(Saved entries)
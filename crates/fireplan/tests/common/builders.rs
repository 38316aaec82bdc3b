//! Builder patterns for creating test data programmatically.

#![allow(dead_code)]

use chrono::NaiveDate;
use serde_json::json;

use fireplan::{
    FireWindows, MosaicStrategy, PresetDefinition, PresetMode, PresetRun, Region, Request,
};

/// A 0.1 degree square in Portugal, wrapped the way GIS tools export it.
pub const SQUARE_FEATURE_COLLECTION: &str = r#"{
    "type": "FeatureCollection",
    "features": [{
        "type": "Feature",
        "properties": { "name": "test-area" },
        "geometry": {
            "type": "Polygon",
            "coordinates": [[
                [-8.10, 40.10], [-8.00, 40.10], [-8.00, 40.20], [-8.10, 40.20], [-8.10, 40.10]
            ]]
        }
    }]
}"#;

pub fn date(y: i32, m: u32, d: u32) -> NaiveDate {
    NaiveDate::from_ymd_opt(y, m, d).unwrap()
}

pub fn square_region() -> Region {
    Region::from_geojson_str(SQUARE_FEATURE_COLLECTION).unwrap()
}

/// Builder for `Request` instances.
pub struct RequestBuilder {
    region: Region,
    fire_start: NaiveDate,
    fire_end: NaiveDate,
    days: u32,
    deliverables: Vec<String>,
    mosaic_strategy: MosaicStrategy,
    cloud_threshold: Option<u8>,
}

impl RequestBuilder {
    /// A two-week fire in September 2024 with 30-day windows.
    pub fn new() -> Self {
        Self {
            region: square_region(),
            fire_start: date(2024, 9, 1),
            fire_end: date(2024, 9, 15),
            days: 30,
            deliverables: Vec::new(),
            mosaic_strategy: MosaicStrategy::default(),
            cloud_threshold: None,
        }
    }

    pub fn fire(mut self, start: NaiveDate, end: NaiveDate) -> Self {
        self.fire_start = start;
        self.fire_end = end;
        self
    }

    pub fn days(mut self, days: u32) -> Self {
        self.days = days;
        self
    }

    pub fn deliverables(mut self, names: &[&str]) -> Self {
        self.deliverables = names.iter().map(|n| n.to_string()).collect();
        self
    }

    pub fn mosaic_strategy(mut self, strategy: MosaicStrategy) -> Self {
        self.mosaic_strategy = strategy;
        self
    }

    pub fn cloud_threshold(mut self, threshold: u8) -> Self {
        self.cloud_threshold = Some(threshold);
        self
    }

    pub fn build(self) -> Request {
        let windows = FireWindows::from_fire_dates(self.fire_start, self.fire_end, self.days)
            .expect("valid fire dates");
        Request::new(self.region, windows, self.deliverables)
            .with_mosaic_strategy(self.mosaic_strategy)
            .with_cloud_threshold(self.cloud_threshold)
    }
}

/// Builder for `PresetDefinition` instances.
pub struct PresetBuilder {
    name: String,
    mode: PresetMode,
    deliverables: Vec<String>,
    runs: Vec<PresetRun>,
}

impl PresetBuilder {
    pub fn new(name: &str) -> Self {
        Self {
            name: name.to_string(),
            mode: PresetMode::Full,
            deliverables: Vec::new(),
            runs: Vec::new(),
        }
    }

    pub fn mode(mut self, mode: PresetMode) -> Self {
        self.mode = mode;
        self
    }

    pub fn deliverables(mut self, names: &[&str]) -> Self {
        self.deliverables = names.iter().map(|n| n.to_string()).collect();
        self
    }

    /// Adds a study area over the test square.
    pub fn run(self, label: &str, start: NaiveDate, end: NaiveDate) -> Self {
        self.run_with(label, start, end, |run| run)
    }

    /// Adds a study area and lets the caller adjust it.
    pub fn run_with<F>(mut self, label: &str, start: NaiveDate, end: NaiveDate, adjust: F) -> Self
    where
        F: FnOnce(PresetRun) -> PresetRun,
    {
        let run = PresetRun {
            label: label.to_string(),
            region: Some(square_region()),
            region_file: None,
            start_date: start,
            end_date: end,
            days_before_after: None,
            deliverables: Vec::new(),
            mosaic_strategy: None,
            cloud_threshold: None,
        };
        self.runs.push(adjust(run));
        self
    }

    pub fn build(self) -> PresetDefinition {
        PresetDefinition {
            name: self.name,
            description: None,
            mode: self.mode,
            deliverables: self.deliverables,
            runs: self.runs,
        }
    }
}

/// A preset definition as it appears in a JSON config file.
pub fn preset_json(name: &str, deliverables: &[&str]) -> serde_json::Value {
    json!({
        "name": name,
        "deliverables": deliverables,
        "runs": [{
            "label": "area-1",
            "region": {
                "type": "Polygon",
                "coordinates": [[[10.0, 10.0], [11.0, 10.0], [11.0, 11.0], [10.0, 10.0]]]
            },
            "start_date": "2024-07-01",
            "end_date": "2024-07-10"
        }]
    })
}
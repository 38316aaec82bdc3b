use std::collections::HashMap;

use crate::error::PresetError;

use super::definition::PresetDefinition;

/// Presets by name, in declaration order.
#[derive(Debug, Clone, Default)]
pub struct PresetRegistry {
    presets: Vec<PresetDefinition>,
    by_name: HashMap<String, usize>,
}

impl PresetRegistry {
    pub fn new(presets: Vec<PresetDefinition>) -> Result<Self, PresetError> {
        let mut by_name = HashMap::with_capacity(presets.len());
        for (index, preset) in presets.iter().enumerate() {
            if preset.runs.is_empty() {
                return Err(PresetError::EmptyPreset(preset.name.clone()));
            }
            if by_name.insert(preset.name.clone(), index).is_some() {
                return Err(PresetError::DuplicatePreset(preset.name.clone()));
            }
        }
        Ok(Self { presets, by_name })
    }

    pub fn get(&self, name: &str) -> Result<&PresetDefinition, PresetError> {
        self.by_name
            .get(name)
            .map(|index| &self.presets[*index])
            .ok_or_else(|| PresetError::UnknownPreset(name.to_string()))
    }

    pub fn names(&self) -> Vec<&str> {
        self.presets.iter().map(|p| p.name.as_str()).collect()
    }

    pub fn iter(&self) -> impl Iterator<Item = &PresetDefinition> {
        self.presets.iter()
    }

    pub fn len(&self) -> usize {
        self.presets.len()
    }

    pub fn is_empty(&self) -> bool {
        self.presets.is_empty()
    }
}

Directions → All entries should be restated word for word.

Result for this exercise →
filename crates/fireplan/tests/common/builders.rs
repository 38316aaec82bdc3b
//! Builder patterns for creating test data programmatically.

#![allow(dead_code)]

use chrono::NaiveDate;
use serde_json::json;

use fireplan::{
    FireWindows, MosaicStrategy, PresetDefinition, PresetMode, PresetRun, Region, Request,
};

/// A 0.1 degree square in Portugal, wrapped the way GIS tools export it.
pub const SQUARE_FEATURE_COLLECTION: &str = r#"{
    "type": "FeatureCollection",
    "features": [{
        "type": "Feature",
        "properties": { "name": "test-area" },
        "geometry": {
            "type": "Polygon",
            "coordinates": [[
                [-8.10, 40.10], [-8.00, 40.10], [-8.00, 40.20], [-8.10, 40.20], [-8.10, 40.10]
            ]]
        }
    }]
}"#;

pub fn date(y: i32, m: u32, d: u32) -> NaiveDate {
    NaiveDate::from_ymd_opt(y, m, d).unwrap()
}

pub fn square_region() -> Region {
    Region::from_geojson_str(SQUARE_FEATURE_COLLECTION).unwrap()
}

/// Builder for `Request` instances.
pub struct RequestBuilder {
    region: Region,
    fire_start: NaiveDate,
    fire_end: NaiveDate,
    days: u32,
    deliverables: Vec<String>,
    mosaic_strategy: MosaicStrategy,
    cloud_threshold: Option<u8>,
}

impl RequestBuilder {
    /// A two-week fire in September 2024 with 30-day windows.
    pub fn new() -> Self {
        Self {
            region: square_region(),
            fire_start: date(2024, 9, 1),
            fire_end: date(2024, 9, 15),
            days: 30,
            deliverables: Vec::new(),
            mosaic_strategy: MosaicStrategy::default(),
            cloud_threshold: None,
        }
    }

    pub fn fire(mut self, start: NaiveDate, end: NaiveDate) -> Self {
        self.fire_start = start;
        self.fire_end = end;
        self
    }

    pub fn days(mut self, days: u32) -> Self {
        self.days = days;
        self
    }

    pub fn deliverables(mut self, names: &[&str]) -> Self {
        self.deliverables = names.iter().map(|n| n.to_string()).collect();
        self
    }

    pub fn mosaic_strategy(mut self, strategy: MosaicStrategy) -> Self {
        self.mosaic_strategy = strategy;
        self
    }

    pub fn cloud_threshold(mut self, threshold: u8) -> Self {
        self.cloud_threshold = Some(threshold);
        self
    }

    pub fn build(self) -> Request {
        let windows = FireWindows::from_fire_dates(self.fire_start, self.fire_end, self.days)
            .expect("valid fire dates");
        Request::new(self.region, windows, self.deliverables)
            .with_mosaic_strategy(self.mosaic_strategy)
            .with_cloud_threshold(self.cloud_threshold)
    }
}

/// Builder for `PresetDefinition` instances.
pub struct PresetBuilder {
    name: String,
    mode: PresetMode,
    deliverables: Vec<String>,
    runs: Vec<PresetRun>,
}

impl PresetBuilder {
    pub fn new(name: &str) -> Self {
        Self {
            name: name.to_string(),
            mode: PresetMode::Full,
            deliverables: Vec::new(),
            runs: Vec::new(),
        }
    }

    pub fn mode(mut self, mode: PresetMode) -> Self {
        self.mode = mode;
        self
    }

    pub fn deliverables(mut self, names: &[&str]) -> Self {
        self.deliverables = names.iter().map(|n| n.to_string()).collect();
        self
    }

    /// Adds a study area over the test square.
    pub fn run(self, label: &str, start: NaiveDate, end: NaiveDate) -> Self {
        self.run_with(label, start, end, |run| run)
    }

    /// Adds a study area and lets the caller adjust it.
    pub fn run_with<F>(mut self, label: &str, start: NaiveDate, end: NaiveDate, adjust: F) -> Self
    where
        F: FnOnce(PresetRun) -> PresetRun,
    {
        let run = PresetRun {
            label: label.to_string(),
            region: Some(square_region()),
            region_file: None,
            start_date: start,
            end_date: end,
            days_before_after: None,
            deliverables: Vec::new(),
            mosaic_strategy: None,
            cloud_threshold: None,
        };
        self.runs.push(adjust(run));
        self
    }

    pub fn build(self) -> PresetDefinition {
        PresetDefinition {
            name: self.name,
            description: None,
            mode: self.mode,
            deliverables: self.deliverables,
            runs: self.runs,
        }
    }
}

/// A preset definition as it appears in a JSON config file.
pub fn preset_json(name: &str, deliverables: &[&str]) -> serde_json::Value {
    json!({
        "name": name,
        "deliverables": deliverables,
        "runs": [{
            "label": "area-1",
            "region": {
                "type": "Polygon",
                "coordinates": [[[10.0, 10.0], [11.0, 10.0], [11.0, 11.0], [10.0, 10.0]]]
            },
            "start_date": "2024-07-01",
            "end_date": "2024-07-10"
        }]
    })
}
repository 38316aaec82bdc3b
use std::collections::HashMap;

use crate::error::PresetError;

use super::definition::PresetDefinition;

/// Presets by name, in declaration order.
#[derive(Debug, Clone, Default)]
pub struct PresetRegistry {
    presets: Vec<PresetDefinition>,
    by_name: HashMap<String, usize>,
}

impl PresetRegistry {
    pub fn new(presets: Vec<PresetDefinition>) -> Result<Self, PresetError> {
        let mut by_name = HashMap::with_capacity(presets.len());
        for (index, preset) in presets.iter().enumerate() {
            if preset.runs.is_empty() {
                return Err(PresetError::EmptyPreset(preset.name.clone()));
            }
            if by_name.insert(preset.name.clone(), index).is_some() {
                return Err(PresetError::DuplicatePreset(preset.name.clone()));
            }
        }
        Ok(Self { presets, by_name })
    }

    pub fn get(&self, name: &str) -> Result<&PresetDefinition, PresetError> {
        self.by_name
            .get(name)
            .map(|index| &self.presets[*index])
            .ok_or_else(|| PresetError::UnknownPreset(name.to_string()))
    }

    pub fn names(&self) -> Vec<&str> {
        self.presets.iter().map(|p| p.name.as_str()).collect()
    }

    pub fn iter(&self) -> impl Iterator<Item = &PresetDefinition> {
        self.presets.iter()
    }

    pub fn len(&self) -> usize {
        self.presets.len()
    }

    pub fn is_empty(&self) -> bool {
        self.presets.is_empty()
    }
}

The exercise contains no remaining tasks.